3. Причина взаимного страха заключается как в природном равенстве людей, так и во взаимном желании причинить вред друг другу. Из этого вытекает, что мы не можем ни ожидать безопасности от других, ни обеспечить ее сами для себя. Ведь если мы посмотрим на зрелых мужей, мы увидим, сколь хрупко строение человеческого тела, с разрушением которого исчезает вся сила, мощь и мудрость человека, и как легко даже самому слабому убить более сильного, и поэтому никто, полагаясь на свои физические силы, не станет считать себя от природы сильнее других. Равны те, кто располагает равными возможностями друг против друга. И даже те, кто способен на самое большее – убить другого, могут лишь то, что равно могут и другие. Следовательно, все люди от природы равны, неравенство, существующее ныне, создано гражданским законом.

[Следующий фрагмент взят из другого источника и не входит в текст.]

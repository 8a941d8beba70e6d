//! Event dispatcher.
//!
//! Producers (the lifecycle, the send pipeline and the receive loop) push
//! events into one bounded queue and carry on. A single pump task drains the
//! queue and calls the subscribers of the event's channel in registration
//! order.
//!
//! ```text
//! ┌──────────────┐
//! │ Receive loop │──┐
//! └──────────────┘  │    ┌──────────────────┐     ┌───────────┐
//! ┌──────────────┐  ├───►│  Event queue     │────►│ Pump task │──► subscribers
//! │ Send pipeline│──┤    │  (bounded mpsc)  │     └───────────┘
//! └──────────────┘  │    └──────────────────┘
//! ┌──────────────┐  │
//! │ Lifecycle    │──┘
//! └──────────────┘
//! ```
//!
//! Because every channel shares the queue, subscribers see events in the
//! order they were produced. A full queue makes producers wait, which is
//! how a slow subscriber pushes back on the receive loop.
//!
//! Subscribers run on the pump task, never on the caller's task. A panic in
//! a subscriber is caught and logged; the remaining subscribers still run.

use std::any::Any;
use std::panic::{self, AssertUnwindSafe};
use std::sync::{Arc, Mutex, PoisonError, RwLock};

use sockline_core::{SocketEvent, SocketOperation};
use tokio::runtime::Handle;
use tokio::sync::mpsc;
use tracing::{debug, error, trace};

/// Callback invoked for every event on the channel it subscribed to.
pub(crate) type EventHandler = Arc<dyn Fn(SocketEvent) + Send + Sync>;

/// Identifies a subscription so it can be removed again.
#[derive(Debug, Clone, Copy, PartialEq, Eq, Hash, PartialOrd, Ord)]
pub struct SubscriptionId(u64);

#[derive(Default)]
struct Registry {
    next_id: u64,
    subscribers: Vec<(SubscriptionId, SocketOperation, EventHandler)>,
}

#[derive(Default)]
struct Subscribers {
    registry: RwLock<Registry>,
}

impl Subscribers {
    fn subscribe(&self, operation: SocketOperation, handler: EventHandler) -> SubscriptionId {
        let mut registry = self.registry.write().unwrap_or_else(PoisonError::into_inner);
        registry.next_id += 1;
        let id = SubscriptionId(registry.next_id);
        registry.subscribers.push((id, operation, handler));
        id
    }

    fn unsubscribe(&self, id: SubscriptionId) -> bool {
        let mut registry = self.registry.write().unwrap_or_else(PoisonError::into_inner);
        let before = registry.subscribers.len();
        registry.subscribers.retain(|(sub, _, _)| *sub != id);
        registry.subscribers.len() != before
    }

    /// Snapshot of the handlers for one channel, in registration order.
    fn handlers_for(&self, operation: SocketOperation) -> Vec<EventHandler> {
        let registry = self.registry.read().unwrap_or_else(PoisonError::into_inner);
        registry
            .subscribers
            .iter()
            .filter(|(_, op, _)| *op == operation)
            .map(|(_, _, handler)| Arc::clone(handler))
            .collect()
    }

    fn deliver(&self, event: SocketEvent) {
        let operation = event.operation();
        for handler in self.handlers_for(operation) {
            let event = event.clone();
            if let Err(panic) = panic::catch_unwind(AssertUnwindSafe(|| handler(event))) {
                error!(
                    %operation,
                    panic = panic_message(panic.as_ref()),
                    "Event handler panicked"
                );
            }
        }
    }
}

fn panic_message(panic: &(dyn Any + Send)) -> &str {
    if let Some(msg) = panic.downcast_ref::<&str>() {
        msg
    } else if let Some(msg) = panic.downcast_ref::<String>() {
        msg.as_str()
    } else {
        "non-string panic payload"
    }
}

/// Producer side of the event queue.
#[derive(Clone)]
pub(crate) struct EventSink {
    tx: mpsc::Sender<SocketEvent>,
}

impl EventSink {
    /// Queue an event, waiting while the queue is full.
    pub(crate) async fn emit(&self, event: SocketEvent) {
        if self.tx.send(event).await.is_err() {
            trace!("Event dropped, dispatcher stopped");
        }
    }

    /// Reserve a queue slot ahead of time so an event can later be queued
    /// synchronously, e.g. while holding a lock.
    pub(crate) async fn reserve(&self) -> Option<mpsc::OwnedPermit<SocketEvent>> {
        self.tx.clone().reserve_owned().await.ok()
    }
}

pub(crate) struct EventDispatcher {
    subscribers: Arc<Subscribers>,
    sink: EventSink,
    queue: Mutex<Option<mpsc::Receiver<SocketEvent>>>,
}

impl EventDispatcher {
    pub(crate) fn new(capacity: usize) -> Self {
        let (tx, rx) = mpsc::channel(capacity);
        Self {
            subscribers: Arc::new(Subscribers::default()),
            sink: EventSink { tx },
            queue: Mutex::new(Some(rx)),
        }
    }

    pub(crate) fn subscribe(
        &self,
        operation: SocketOperation,
        handler: EventHandler,
    ) -> SubscriptionId {
        self.subscribers.subscribe(operation, handler)
    }

    pub(crate) fn unsubscribe(&self, id: SubscriptionId) -> bool {
        self.subscribers.unsubscribe(id)
    }

    pub(crate) fn sink(&self) -> EventSink {
        self.sink.clone()
    }

    /// Spawn the pump task on `runtime` on first use.
    pub(crate) fn start(&self, runtime: &Handle) {
        let queue = self
            .queue
            .lock()
            .unwrap_or_else(PoisonError::into_inner)
            .take();

        if let Some(rx) = queue {
            debug!("Starting event dispatcher");
            runtime.spawn(pump(Arc::clone(&self.subscribers), rx));
        }
    }
}

/// Runs until every [`EventSink`] is gone.
async fn pump(subscribers: Arc<Subscribers>, mut rx: mpsc::Receiver<SocketEvent>) {
    while let Some(event) = rx.recv().await {
        trace!(operation = %event.operation(), "Dispatching event");
        subscribers.deliver(event);
    }
    debug!("Event dispatcher stopped");
}
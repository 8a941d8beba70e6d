//! Receive loop: the reader task of a session.
//!
//! Reads one frame at a time for as long as the session lives. Each frame
//! is queued as a Receive event and the next read starts right away, so
//! observers never sit between two reads. End of stream (or an empty frame)
//! is the peer closing the connection; a read error is a transport failure.
//! Either way the session is forced down and the loop stops.

use futures::StreamExt;
use sockline_codec::FrameCodec;
use sockline_core::{ClientError, SocketEvent, SocketOperation};
use tokio_util::sync::CancellationToken;
use tracing::{trace, warn};

use crate::dispatcher::EventSink;
use crate::lifecycle::Teardown;
use crate::session::FrameStream;

pub(crate) async fn receive_loop<C: FrameCodec>(
    mut stream: FrameStream<C>,
    cancel: CancellationToken,
    events: EventSink,
    teardown: Teardown<C>,
) -> Option<FrameStream<C>> {
    let session = teardown.session();

    loop {
        let next = tokio::select! {
            biased;
            _ = cancel.cancelled() => return Some(stream),
            next = stream.next() => next,
        };

        match next {
            Some(Ok(frame)) if !frame.is_empty() => {
                trace!(session, bytes = frame.len(), "Frame received");
                let event = SocketEvent::with_data(SocketOperation::Receive, frame.freeze());
                tokio::select! {
                    biased;
                    _ = cancel.cancelled() => return Some(stream),
                    _ = events.emit(event) => {}
                }
            }
            Some(Ok(_)) | None => {
                teardown.force(None).await;
                return None;
            }
            Some(Err(e)) => {
                warn!(session, error = %e, "Receive failed");
                teardown.force(Some(ClientError::Io(e))).await;
                return None;
            }
        }
    }
}
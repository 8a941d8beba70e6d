//! Sockline - interactive TCP client
//!
//! Connects to a server, sends every stdin line and prints every frame that
//! comes back. Exits on end of input, Ctrl+C, or when the server goes away.

use std::path::PathBuf;

use anyhow::{Context, Result};
use clap::{Parser, ValueEnum};
use sockline_codec::{FrameCodec, LengthDelimitedCodec, RawCodec};
use sockline_network::{TcpClient, TcpClientConfig};
use tokio::io::{AsyncBufReadExt, BufReader};
use tokio::signal;
use tokio::sync::mpsc;
use tracing::{error, info, warn};
use tracing_subscriber::EnvFilter;

#[derive(Parser)]
#[command(author, version, about, long_about = None)]
struct Cli {
    /// Server address as host:port
    endpoint: String,

    /// JSON client configuration file
    #[arg(short, long)]
    config: Option<PathBuf>,

    /// How the byte stream is split into frames
    #[arg(short, long, value_enum, default_value_t = Framing::Raw)]
    framing: Framing,

    /// Enable verbose logging
    #[arg(short, long)]
    verbose: bool,
}

#[derive(Clone, Copy, ValueEnum)]
enum Framing {
    /// Pass bytes through as they arrive
    Raw,
    /// Big-endian u32 length prefix per frame
    Length,
}

#[tokio::main]
async fn main() -> Result<()> {
    let cli = Cli::parse();

    let default_level = if cli.verbose { "debug" } else { "info" };
    tracing_subscriber::fmt()
        .with_env_filter(
            EnvFilter::try_from_default_env().unwrap_or_else(|_| EnvFilter::new(default_level)),
        )
        .with_writer(std::io::stderr)
        .init();

    let config = load_config(cli.config.as_ref())?;

    match cli.framing {
        Framing::Raw => {
            let client = TcpClient::with_codec(config, RawCodec::new());
            run(client, &cli.endpoint, cli.framing).await
        }
        Framing::Length => {
            let client = TcpClient::with_codec(config, LengthDelimitedCodec::new());
            run(client, &cli.endpoint, cli.framing).await
        }
    }
}

fn load_config(path: Option<&PathBuf>) -> Result<TcpClientConfig> {
    let Some(path) = path else {
        return Ok(TcpClientConfig::default());
    };

    let raw = std::fs::read_to_string(path)
        .with_context(|| format!("Failed to read config file {}", path.display()))?;
    serde_json::from_str(&raw)
        .with_context(|| format!("Invalid config file {}", path.display()))
}

/// Turn one stdin line into a payload.
///
/// Raw framing has no frame boundaries on the wire, so the line terminator
/// stripped by `lines()` is put back.
fn line_payload(line: String, framing: Framing) -> String {
    match framing {
        Framing::Raw => line + "\n",
        Framing::Length => line,
    }
}

async fn run<C: FrameCodec>(client: TcpClient<C>, endpoint: &str, framing: Framing) -> Result<()> {
    let (closed_tx, mut closed) = mpsc::unbounded_channel();

    client.on_receive(|event| {
        if let Some(data) = event.data() {
            println!("{}", String::from_utf8_lossy(data));
        }
    });
    client.on_disconnect(move |event| {
        match event.error() {
            Some(e) => warn!("Connection dropped: {}", e),
            None => info!("Server closed the connection"),
        }
        let _ = closed_tx.send(());
    });

    client
        .connect(endpoint)
        .await
        .with_context(|| format!("Failed to connect to {}", endpoint))?;
    info!("Connected to {} (type lines to send, Ctrl+D to quit)", endpoint);

    let mut lines = BufReader::new(tokio::io::stdin()).lines();
    loop {
        tokio::select! {
            line = lines.next_line() => match line? {
                Some(line) if line.is_empty() => continue,
                Some(line) => {
                    if let Err(e) = client.send_async(line_payload(line, framing)) {
                        error!("Send rejected: {}", e);
                        break;
                    }
                }
                None => break,
            },
            _ = closed.recv() => return Ok(()),
            _ = signal::ctrl_c() => {
                info!("Received Ctrl+C, disconnecting");
                break;
            }
        }
    }

    client.close().await?;
    info!("Disconnected");
    Ok(())
}

#[cfg(test)]
mod tests {
    use super::*;

    #[test]
    fn test_raw_framing_keeps_line_terminator() {
        assert_eq!(line_payload("hello".to_string(), Framing::Raw), "hello\n");
        assert_eq!(line_payload("hello".to_string(), Framing::Length), "hello");
    }
}
//! Send pipeline: the writer task of a session.
//!
//! Operations are written in the order they were submitted. A write error
//! means the stream is unusable, so the session is forced down; the failed
//! operation raises no Send event and anything still queued is dropped,
//! which resolves blocked senders with `ConnectionLost`.

use futures::SinkExt;
use sockline_codec::FrameCodec;
use sockline_core::ClientError;
use tokio::sync::mpsc;
use tokio_util::sync::CancellationToken;
use tracing::{debug, trace, warn};

use crate::dispatcher::EventSink;
use crate::lifecycle::Teardown;
use crate::operation::Operation;
use crate::session::FrameSink;

pub(crate) async fn send_loop<C: FrameCodec>(
    mut sink: FrameSink<C>,
    mut outbound: mpsc::UnboundedReceiver<Operation>,
    cancel: CancellationToken,
    events: EventSink,
    teardown: Teardown<C>,
) -> Option<FrameSink<C>> {
    let session = teardown.session();

    loop {
        let op = tokio::select! {
            biased;
            _ = cancel.cancelled() => return Some(sink),
            op = outbound.recv() => match op {
                Some(op) => op,
                None => return Some(sink),
            },
        };

        let payload = op.payload().cloned().unwrap_or_default();
        let len = payload.len();

        let written = tokio::select! {
            biased;
            _ = cancel.cancelled() => {
                debug!(session, bytes = len, "Send abandoned by disconnect");
                return Some(sink);
            }
            written = sink.send(payload) => written,
        };

        match written {
            Ok(()) => {
                trace!(session, bytes = len, "Frame sent");
                if let Some(event) = op.complete(Ok(())) {
                    tokio::select! {
                        biased;
                        _ = cancel.cancelled() => return Some(sink),
                        _ = events.emit(event) => {}
                    }
                }
            }
            Err(e) => {
                warn!(session, bytes = len, error = %e, "Send failed");
                let cause = ClientError::ConnectionLost(format!("send failed: {e}"));
                teardown.force(Some(cause)).await;
                op.complete(Err(ClientError::Io(e)));
                return None;
            }
        }
    }
}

4. Желание нанести вред другому присуще в естественном состоянии всем, но по разным причинам, а потому не может оцениваться одинаково. Ибо один человек, исходя из признания природного равенства, считает позволительным для остальных все, что он считает позволительным самому себе, – именно так поступает человек скромный и правильно оценивающий собственные возможности. Другой же, полагая себя выше остальных, считает только для себя позволительным все и требует себе особого почета по сравнению с остальными – так поступают характеры заносчивые. Следовательно, у этого последнего желание нанести вред проистекает из тщеславия и ложной оценки собственных сил, у первого же – из необходимости защищать от него свое имущество и свободу.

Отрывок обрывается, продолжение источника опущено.